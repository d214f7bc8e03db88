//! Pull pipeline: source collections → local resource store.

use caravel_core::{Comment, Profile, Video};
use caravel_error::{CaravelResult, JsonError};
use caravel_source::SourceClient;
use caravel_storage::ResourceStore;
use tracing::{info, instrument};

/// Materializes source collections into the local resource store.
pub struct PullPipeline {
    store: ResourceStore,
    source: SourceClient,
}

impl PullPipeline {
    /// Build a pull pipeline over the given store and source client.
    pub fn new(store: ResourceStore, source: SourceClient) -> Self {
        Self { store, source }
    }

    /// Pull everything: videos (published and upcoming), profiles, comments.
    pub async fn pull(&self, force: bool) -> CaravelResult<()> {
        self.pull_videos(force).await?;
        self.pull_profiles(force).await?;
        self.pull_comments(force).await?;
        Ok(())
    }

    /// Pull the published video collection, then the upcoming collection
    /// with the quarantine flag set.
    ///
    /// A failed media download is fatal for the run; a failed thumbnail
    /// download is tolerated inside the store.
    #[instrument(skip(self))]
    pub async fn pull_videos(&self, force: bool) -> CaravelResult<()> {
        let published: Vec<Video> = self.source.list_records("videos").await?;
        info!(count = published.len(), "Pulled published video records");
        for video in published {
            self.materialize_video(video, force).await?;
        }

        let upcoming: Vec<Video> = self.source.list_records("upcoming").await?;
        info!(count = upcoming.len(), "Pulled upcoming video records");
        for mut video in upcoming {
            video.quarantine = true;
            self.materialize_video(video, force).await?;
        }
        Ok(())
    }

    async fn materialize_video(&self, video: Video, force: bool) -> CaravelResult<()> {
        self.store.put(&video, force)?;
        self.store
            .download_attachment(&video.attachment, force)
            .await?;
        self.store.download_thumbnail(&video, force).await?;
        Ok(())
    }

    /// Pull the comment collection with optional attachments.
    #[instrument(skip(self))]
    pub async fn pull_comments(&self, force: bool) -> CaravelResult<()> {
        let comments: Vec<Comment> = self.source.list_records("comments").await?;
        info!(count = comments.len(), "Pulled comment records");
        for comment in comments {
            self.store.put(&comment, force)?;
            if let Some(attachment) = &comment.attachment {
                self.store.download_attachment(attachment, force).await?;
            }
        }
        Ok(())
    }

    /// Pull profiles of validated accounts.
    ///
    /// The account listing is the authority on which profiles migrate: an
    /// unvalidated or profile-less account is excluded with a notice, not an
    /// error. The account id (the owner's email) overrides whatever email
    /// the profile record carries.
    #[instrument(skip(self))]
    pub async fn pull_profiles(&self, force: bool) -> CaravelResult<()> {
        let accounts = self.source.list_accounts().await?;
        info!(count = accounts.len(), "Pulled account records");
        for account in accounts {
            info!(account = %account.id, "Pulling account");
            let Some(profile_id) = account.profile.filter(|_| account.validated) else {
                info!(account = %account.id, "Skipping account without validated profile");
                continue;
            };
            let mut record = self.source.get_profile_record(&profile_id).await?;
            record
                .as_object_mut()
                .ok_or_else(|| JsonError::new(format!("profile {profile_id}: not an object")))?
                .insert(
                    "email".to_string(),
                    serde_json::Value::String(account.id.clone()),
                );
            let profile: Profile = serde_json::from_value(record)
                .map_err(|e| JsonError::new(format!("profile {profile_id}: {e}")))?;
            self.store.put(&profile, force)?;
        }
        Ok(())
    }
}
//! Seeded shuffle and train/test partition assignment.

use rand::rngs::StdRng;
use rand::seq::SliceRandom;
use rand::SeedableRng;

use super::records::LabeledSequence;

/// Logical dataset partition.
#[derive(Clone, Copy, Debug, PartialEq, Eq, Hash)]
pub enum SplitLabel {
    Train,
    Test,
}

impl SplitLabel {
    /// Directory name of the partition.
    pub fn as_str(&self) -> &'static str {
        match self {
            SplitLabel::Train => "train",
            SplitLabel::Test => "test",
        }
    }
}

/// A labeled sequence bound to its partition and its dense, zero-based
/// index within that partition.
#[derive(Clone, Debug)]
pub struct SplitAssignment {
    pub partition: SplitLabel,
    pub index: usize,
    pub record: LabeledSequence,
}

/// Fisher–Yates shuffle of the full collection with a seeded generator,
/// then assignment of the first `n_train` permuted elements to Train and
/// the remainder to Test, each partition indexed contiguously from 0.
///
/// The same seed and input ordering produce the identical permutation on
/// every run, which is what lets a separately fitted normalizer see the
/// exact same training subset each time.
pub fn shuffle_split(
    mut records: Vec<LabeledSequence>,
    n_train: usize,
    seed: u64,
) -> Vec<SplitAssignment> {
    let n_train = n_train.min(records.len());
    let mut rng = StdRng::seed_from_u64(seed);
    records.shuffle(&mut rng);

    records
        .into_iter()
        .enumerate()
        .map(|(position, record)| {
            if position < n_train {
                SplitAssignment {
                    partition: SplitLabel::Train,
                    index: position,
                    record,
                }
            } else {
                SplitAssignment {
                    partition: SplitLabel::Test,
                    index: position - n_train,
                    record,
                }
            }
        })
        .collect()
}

> [Work item] Each entry above must be set down again without alteration.

> [Output]
repository d214f7bc8e03db88
//! Pull pipeline: source collections → local resource store.

use caravel_core::{Comment, Profile, Video};
use caravel_error::{CaravelResult, JsonError};
use caravel_source::SourceClient;
use caravel_storage::ResourceStore;
use tracing::{info, instrument};

/// Materializes source collections into the local resource store.
pub struct PullPipeline {
    store: ResourceStore,
    source: SourceClient,
}

impl PullPipeline {
    /// Build a pull pipeline over the given store and source client.
    pub fn new(store: ResourceStore, source: SourceClient) -> Self {
        Self { store, source }
    }

    /// Pull everything: videos (published and upcoming), profiles, comments.
    pub async fn pull(&self, force: bool) -> CaravelResult<()> {
        self.pull_videos(force).await?;
        self.pull_profiles(force).await?;
        self.pull_comments(force).await?;
        Ok(())
    }

    /// Pull the published video collection, then the upcoming collection
    /// with the quarantine flag set.
    ///
    /// A failed media download is fatal for the run; a failed thumbnail
    /// download is tolerated inside the store.
    #[instrument(skip(self))]
    pub async fn pull_videos(&self, force: bool) -> CaravelResult<()> {
        let published: Vec<Video> = self.source.list_records("videos").await?;
        info!(count = published.len(), "Pulled published video records");
        for video in published {
            self.materialize_video(video, force).await?;
        }

        let upcoming: Vec<Video> = self.source.list_records("upcoming").await?;
        info!(count = upcoming.len(), "Pulled upcoming video records");
        for mut video in upcoming {
            video.quarantine = true;
            self.materialize_video(video, force).await?;
        }
        Ok(())
    }

    async fn materialize_video(&self, video: Video, force: bool) -> CaravelResult<()> {
        self.store.put(&video, force)?;
        self.store
            .download_attachment(&video.attachment, force)
            .await?;
        self.store.download_thumbnail(&video, force).await?;
        Ok(())
    }

    /// Pull the comment collection with optional attachments.
    #[instrument(skip(self))]
    pub async fn pull_comments(&self, force: bool) -> CaravelResult<()> {
        let comments: Vec<Comment> = self.source.list_records("comments").await?;
        info!(count = comments.len(), "Pulled comment records");
        for comment in comments {
            self.store.put(&comment, force)?;
            if let Some(attachment) = &comment.attachment {
                self.store.download_attachment(attachment, force).await?;
            }
        }
        Ok(())
    }

    /// Pull profiles of validated accounts.
    ///
    /// The account listing is the authority on which profiles migrate: an
    /// unvalidated or profile-less account is excluded with a notice, not an
    /// error. The account id (the owner's email) overrides whatever email
    /// the profile record carries.
    #[instrument(skip(self))]
    pub async fn pull_profiles(&self, force: bool) -> CaravelResult<()> {
        let accounts = self.source.list_accounts().await?;
        info!(count = accounts.len(), "Pulled account records");
        for account in accounts {
            info!(account = %account.id, "Pulling account");
            let Some(profile_id) = account.profile.filter(|_| account.validated) else {
                info!(account = %account.id, "Skipping account without validated profile");
                continue;
            };
            let mut record = self.source.get_profile_record(&profile_id).await?;
            record
                .as_object_mut()
                .ok_or_else(|| JsonError::new(format!("profile {profile_id}: not an object")))?
                .insert(
                    "email".to_string(),
                    serde_json::Value::String(account.id.clone()),
                );
            let profile: Profile = serde_json::from_value(record)
                .map_err(|e| JsonError::new(format!("profile {profile_id}: {e}")))?;
            self.store.put(&profile, force)?;
        }
        Ok(())
    }
}
//! Seeded shuffle and train/test partition assignment.

use rand::rngs::StdRng;
use rand::seq::SliceRandom;
use rand::SeedableRng;

use super::records::LabeledSequence;

/// Logical dataset partition.
#[derive(Clone, Copy, Debug, PartialEq, Eq, Hash)]
pub enum SplitLabel {
    Train,
    Test,
}

impl SplitLabel {
    /// Directory name of the partition.
    pub fn as_str(&self) -> &'static str {
        match self {
            SplitLabel::Train => "train",
            SplitLabel::Test => "test",
        }
    }
}

/// A labeled sequence bound to its partition and its dense, zero-based
/// index within that partition.
#[derive(Clone, Debug)]
pub struct SplitAssignment {
    pub partition: SplitLabel,
    pub index: usize,
    pub record: LabeledSequence,
}

/// Fisher–Yates shuffle of the full collection with a seeded generator,
/// then assignment of the first `n_train` permuted elements to Train and
/// the remainder to Test, each partition indexed contiguously from 0.
///
/// The same seed and input ordering produce the identical permutation on
/// every run, which is what lets a separately fitted normalizer see the
/// exact same training subset each time.
pub fn shuffle_split(
    mut records: Vec<LabeledSequence>,
    n_train: usize,
    seed: u64,
) -> Vec<SplitAssignment> {
    let n_train = n_train.min(records.len());
    let mut rng = StdRng::seed_from_u64(seed);
    records.shuffle(&mut rng);

    records
        .into_iter()
        .enumerate()
        .map(|(position, record)| {
            if position < n_train {
                SplitAssignment {
                    partition: SplitLabel::Train,
                    index: position,
                    record,
                }
            } else {
                SplitAssignment {
                    partition: SplitLabel::Test,
                    index: position - n_train,
                    record,
                }
            }
        })
        .collect()
}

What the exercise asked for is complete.